DESCRIPTION OF THE TASK: Look through the listing for the word "DrawSurface". Copy each line that has it.

*** Opening of DATASET RECORDS ***

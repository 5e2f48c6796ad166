use ribbon_core::{CompositeMode, DrawSurface};
use web_sys as web;

/// Canvas 2D context adapter for the simulation's drawing calls.
pub struct Canvas2d {
    canvas: web::HtmlCanvasElement,
    ctx: web::CanvasRenderingContext2d,
}

impl Canvas2d {
    pub fn new(canvas: web::HtmlCanvasElement, ctx: web::CanvasRenderingContext2d) -> Self {
        Self { canvas, ctx }
    }
}

impl DrawSurface for Canvas2d {
    fn size(&self) -> (u32, u32) {
        (self.canvas.width(), self.canvas.height())
    }

    fn set_size(&mut self, width: u32, height: u32) {
        self.canvas.set_width(width);
        self.canvas.set_height(height);
    }

    fn clear(&mut self) {
        let (w, h) = self.size();
        self.ctx.clear_rect(0.0, 0.0, w as f64, h as f64);
    }

    fn set_composite(&mut self, mode: CompositeMode) {
        _ = self.ctx.set_global_composite_operation(mode.as_str());
    }

    fn set_stroke_style(&mut self, style: &str) {
        self.ctx.set_stroke_style_str(style);
    }

    fn set_line_width(&mut self, width: f64) {
        self.ctx.set_line_width(width);
    }

    fn begin_path(&mut self) {
        self.ctx.begin_path();
    }

    fn move_to(&mut self, x: f64, y: f64) {
        self.ctx.move_to(x, y);
    }

    fn quadratic_curve_to(&mut self, cpx: f64, cpy: f64, x: f64, y: f64) {
        self.ctx.quadratic_curve_to(cpx, cpy, x, y);
    }

    fn stroke(&mut self) {
        self.ctx.stroke();
    }
}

*** Close of DATASET RECORDS ***

TASK RESPONSE:
use ribbon_core::{CompositeMode, DrawSurface};
impl DrawSurface for Canvas2d {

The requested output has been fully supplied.